Requirement — Reproduce the whole listing, keeping every character the same.

Dataset excerpts —
//! Cryptographic module providing encryption/decryption capabilities
//!
//! This module supports multiple cipher algorithms including:
//! - AES-256-GCM: Industry-standard symmetric AEAD encryption
//! - ChaCha20-Poly1305: Modern AEAD cipher (fast, secure)
//! - XOR: Simple stream cipher for lightweight encryption
//! - Plain: No encryption (passthrough mode)

pub mod aes256;
pub mod chacha20;
pub mod plain;
pub mod xor;

use crate::crypto::aes256::Aes256Block;
use crate::crypto::chacha20::ChaCha20Poly1305Block;
use crate::crypto::plain::PlainBlock;
use crate::crypto::xor::XorBlock;
use serde::{Deserialize, Serialize};

/// Core encryption/decryption trait
///
/// All cipher implementations must implement this trait to provide
/// consistent encryption and decryption interfaces. The trait is
/// marked as `Send + Sync` to enable safe concurrent usage across threads.
pub trait Block: Send + Sync {
    /// Encrypts data in-place
    ///
    /// # Arguments
    /// * `data` - Mutable byte vector to be encrypted
    ///
    /// # Returns
    /// * `Ok(())` on success
    /// * `Err` if encryption fails
    fn encrypt(&self, data: &mut Vec<u8>) -> crate::Result<()>;

    /// Decrypts data in-place
    ///
    /// # Arguments
    /// * `data` - Mutable byte vector to be decrypted
    ///
    /// # Returns
    /// * `Ok(())` on success
    /// * `Err` if decryption fails
    fn decrypt(&self, data: &mut Vec<u8>) -> crate::Result<()>;
}

/// Factory function to create cipher blocks from configuration
///
/// # Arguments
/// * `cfg` - Cryptographic configuration specifying the cipher type and parameters
///
/// # Returns
/// * Boxed trait object implementing the Block trait
///
/// # Examples
/// ```
/// use ducttape::crypto::new_block;
/// use ducttape::crypto::CryptoConfig;
/// let config = CryptoConfig::Aes256("secret_key".to_string());
/// let cipher = new_block(&config);
/// ```
pub fn new_block(cfg: &CryptoConfig) -> Box<dyn Block> {
    match cfg {
        CryptoConfig::Aes256(aes) => Box::new(Aes256Block::from_string(aes.as_str())),
        CryptoConfig::ChaCha20Poly1305(key) => {
            Box::new(ChaCha20Poly1305Block::from_string(key.as_str()))
        }
        CryptoConfig::Xor(xor) => Box::new(XorBlock::from_string(xor.as_str())),
        CryptoConfig::Plain => Box::new(PlainBlock::new()),
    }
}

/// Cryptographic configuration enum
///
/// Defines the available cipher algorithms and their configuration parameters.
/// Serialized to lowercase format for TOML/JSON compatibility.
///
/// # Variants
/// * `Aes256(String)` - AES-256-GCM AEAD encryption
/// * `ChaCha20Poly1305(String)` - ChaCha20-Poly1305 AEAD encryption
/// * `Xor(String)` - XOR stream cipher (lightweight, less secure)
/// * `Plain` - No encryption (data passthrough)
#[derive(Debug, Clone, Serialize, Deserialize)]
#[serde(rename_all = "lowercase")]
pub enum CryptoConfig {
    /// AES-256-GCM authenticated encryption
    /// Parameter: 32-byte key (as string, padded/truncated automatically)
    Aes256(String),

    /// ChaCha20-Poly1305 authenticated encryption (recommended)
    /// Parameter: 32-byte key (as string, padded/truncated automatically)
    /// Fast on all platforms, widely used in modern protocols (TLS 1.3, WireGuard)
    ChaCha20Poly1305(String),

    /// No encryption (passthrough mode)
    Plain,

    /// XOR stream cipher (simple, fast, but cryptographically weak)
    /// Parameter: String key for XOR operations
    Xor(String),
}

Task result —
//! Cryptographic module providing encryption/decryption capabilities
//!
//! This module supports multiple cipher algorithms including:
//! - AES-256-GCM: Industry-standard symmetric AEAD encryption
//! - ChaCha20-Poly1305: Modern AEAD cipher (fast, secure)
//! - XOR: Simple stream cipher for lightweight encryption
//! - Plain: No encryption (passthrough mode)

pub mod aes256;
pub mod chacha20;
pub mod plain;
pub mod xor;

use crate::crypto::aes256::Aes256Block;
use crate::crypto::chacha20::ChaCha20Poly1305Block;
use crate::crypto::plain::PlainBlock;
use crate::crypto::xor::XorBlock;
use serde::{Deserialize, Serialize};

/// Core encryption/decryption trait
///
/// All cipher implementations must implement this trait to provide
/// consistent encryption and decryption interfaces. The trait is
/// marked as `Send + Sync` to enable safe concurrent usage across threads.
pub trait Block: Send + Sync {
    /// Encrypts data in-place
    ///
    /// # Arguments
    /// * `data` - Mutable byte vector to be encrypted
    ///
    /// # Returns
    /// * `Ok(())` on success
    /// * `Err` if encryption fails
    fn encrypt(&self, data: &mut Vec<u8>) -> crate::Result<()>;

    /// Decrypts data in-place
    ///
    /// # Arguments
    /// * `data` - Mutable byte vector to be decrypted
    ///
    /// # Returns
    /// * `Ok(())` on success
    /// * `Err` if decryption fails
    fn decrypt(&self, data: &mut Vec<u8>) -> crate::Result<()>;
}

/// Factory function to create cipher blocks from configuration
///
/// # Arguments
/// * `cfg` - Cryptographic configuration specifying the cipher type and parameters
///
/// # Returns
/// * Boxed trait object implementing the Block trait
///
/// # Examples
/// ```
/// use ducttape::crypto::new_block;
/// use ducttape::crypto::CryptoConfig;
/// let config = CryptoConfig::Aes256("secret_key".to_string());
/// let cipher = new_block(&config);
/// ```
pub fn new_block(cfg: &CryptoConfig) -> Box<dyn Block> {
    match cfg {
        CryptoConfig::Aes256(aes) => Box::new(Aes256Block::from_string(aes.as_str())),
        CryptoConfig::ChaCha20Poly1305(key) => {
            Box::new(ChaCha20Poly1305Block::from_string(key.as_str()))
        }
        CryptoConfig::Xor(xor) => Box::new(XorBlock::from_string(xor.as_str())),
        CryptoConfig::Plain => Box::new(PlainBlock::new()),
    }
}

/// Cryptographic configuration enum
///
/// Defines the available cipher algorithms and their configuration parameters.
/// Serialized to lowercase format for TOML/JSON compatibility.
///
/// # Variants
/// * `Aes256(String)` - AES-256-GCM AEAD encryption
/// * `ChaCha20Poly1305(String)` - ChaCha20-Poly1305 AEAD encryption
/// * `Xor(String)` - XOR stream cipher (lightweight, less secure)
/// * `Plain` - No encryption (data passthrough)
#[derive(Debug, Clone, Serialize, Deserialize)]
#[serde(rename_all = "lowercase")]
pub enum CryptoConfig {
    /// AES-256-GCM authenticated encryption
    /// Parameter: 32-byte key (as string, padded/truncated automatically)
    Aes256(String),

    /// ChaCha20-Poly1305 authenticated encryption (recommended)
    /// Parameter: 32-byte key (as string, padded/truncated automatically)
    /// Fast on all platforms, widely used in modern protocols (TLS 1.3, WireGuard)
    ChaCha20Poly1305(String),

    /// No encryption (passthrough mode)
    Plain,

    /// XOR stream cipher (simple, fast, but cryptographically weak)
    /// Parameter: String key for XOR operations
    Xor(String),
}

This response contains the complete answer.